Mmamu River is a river which has its source in Mmaku community, in Awgu LGA with a large expanse at Inyi, Oji River LGA, Enugu State.

Origin
The story of the origin of Mmamu as told by one Jude Orji from the community is surrounded in mystery as the goddess was said to have been linked to a man called Mmaku. As a result, the name of the town was said to have been derived from the deity. In those days, the story continues, there were inter-tribal wars and the people of Mmaku took refuge in the deity and indeed, no community dared the power of Mmamu, the goddess.

During the civil war, soldiers on the Nigerian side were victims of circumstance as many of them were said to have died after eating fishes caught from the river.

Nigerian Tribune observed that Mmaku town is located atop a hill even as it is surrounded by hills. Perhaps, because of its proximity to Awgu, which Biafrans used as training ground for their soldiers during the civil war, the federal troops then turned the town to a war zone and occupied the area for a greater part of the crisis.

Worship
One striking feature of Mmamu is that people do not go to the river to fish as it is a taboo to do so.

In Mmamu River, there is a species of snake that is forbidden by the people and no one dares to kill or eat it. Nigerian Tribune learnt that this special species of snake dotted in green colour is said to personify the Mmamu deity. Little wonder, the snakes are called "Nne ocheie", meaning "grandmother". They are believed to be in feminine form with a structure of an old woman.

It was also gathered that the snakes in the river are harmless to the indigenes just as a mother, in real life, does no harm to her child. Further checks revealed that when such snakes die, they are given a befitting burial with all rites accorded to a human being, as the chief of the deity is invited to perform such burials. The significance of the death of such snakes indicates a bad omen for the people as it means that danger looms in the area. When this occurs, an oracle is consulted and sacrifices are made to appease the gods of the land. The danger ahead could then be averted.
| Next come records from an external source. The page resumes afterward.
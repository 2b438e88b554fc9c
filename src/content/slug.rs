use std::sync::LazyLock;

use regex::Regex;

static DISALLOWED: LazyLock<Regex> =
    LazyLock::new(|| Regex::new(r"[^\w\p{Arabic}\s-]").expect("valid slug filter regex"));
static WHITESPACE: LazyLock<Regex> =
    LazyLock::new(|| Regex::new(r"\s+").expect("valid whitespace regex"));
static HYPHENS: LazyLock<Regex> =
    LazyLock::new(|| Regex::new(r"-{2,}").expect("valid hyphen regex"));

/// Derive a URL-safe slug from a display title or name.
///
/// Lowercases the input, drops every character that is not a word character,
/// Arabic letter, whitespace or hyphen, turns whitespace runs into single
/// hyphens and trims hyphens from both ends. Arabic text is kept verbatim,
/// never transliterated.
///
/// The result is not guaranteed to be unique: the storage layer's unique
/// index rejects collisions.
pub fn derive_slug(input: &str) -> String {
    let lowered = input.to_lowercase();
    let filtered = DISALLOWED.replace_all(&lowered, "");
    let hyphenated = WHITESPACE.replace_all(&filtered, "-");
    let collapsed = HYPHENS.replace_all(&hyphenated, "-");
    collapsed.trim_matches('-').to_string()
}

#[cfg(test)]
mod tests {
    use super::*;

    fn assert_well_formed(slug: &str) {
        assert!(!slug.starts_with('-'), "leading hyphen in {slug:?}");
        assert!(!slug.ends_with('-'), "trailing hyphen in {slug:?}");
        assert!(!slug.contains("--"), "consecutive hyphens in {slug:?}");
        assert!(!slug.chars().any(char::is_whitespace), "whitespace in {slug:?}");
    }

    #[test]
    fn test_latin_title() {
        assert_eq!(derive_slug("Roof Insulation Guide"), "roof-insulation-guide");
    }

    #[test]
    fn test_arabic_title_is_preserved() {
        let slug = derive_slug("دليل العزل الحراري");
        assert_eq!(slug, "دليل-العزل-الحراري");
    }

    #[test]
    fn test_mixed_script_and_punctuation() {
        assert_eq!(
            derive_slug("  عزل الأسطح: Water-Proofing 2024!! "),
            "عزل-الأسطح-water-proofing-2024"
        );
    }

    #[test]
    fn test_repeated_hyphens_collapse() {
        assert_eq!(derive_slug("a -- b --- c"), "a-b-c");
        assert_eq!(derive_slug("---edge---"), "edge");
    }

    #[test]
    fn test_only_punctuation_yields_empty() {
        assert_eq!(derive_slug("!!! ??? ..."), "");
    }

    #[test]
    fn test_underscore_is_a_word_character() {
        assert_eq!(derive_slug("snake_case Title"), "snake_case-title");
    }

    #[test]
    fn test_idempotent_and_well_formed() {
        let inputs = [
            "Roof Insulation Guide",
            "دليل العزل الحراري",
            "  -- Hello,   World -- ",
            "عزل الأسطح: Water-Proofing 2024!!",
            "Tabs\tand\nnewlines",
            "ÉCOLE Öffentlich",
            "-",
            "",
            "a-",
            "العزل - المائي -- للأسطح",
        ];

        for input in inputs {
            let once = derive_slug(input);
            let twice = derive_slug(&once);
            assert_eq!(once, twice, "not idempotent for {input:?}");
            assert_well_formed(&once);
            assert_eq!(once, once.to_lowercase());
        }
    }
}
The Mmamu deity also personifies justice as those perceived injured or shortchanged in one way or the other seek justice from the goddess. There is a tree standing in front of the shrine of the deity which leaf, people of the area call “Nkpa-akwukwo- Mmamu”. The leaf of the magic tree is often hung on vehicles by those who believe in the deity as a way of protecting their property. They believe that if their vehicle is stolen, it would be returned to its owner.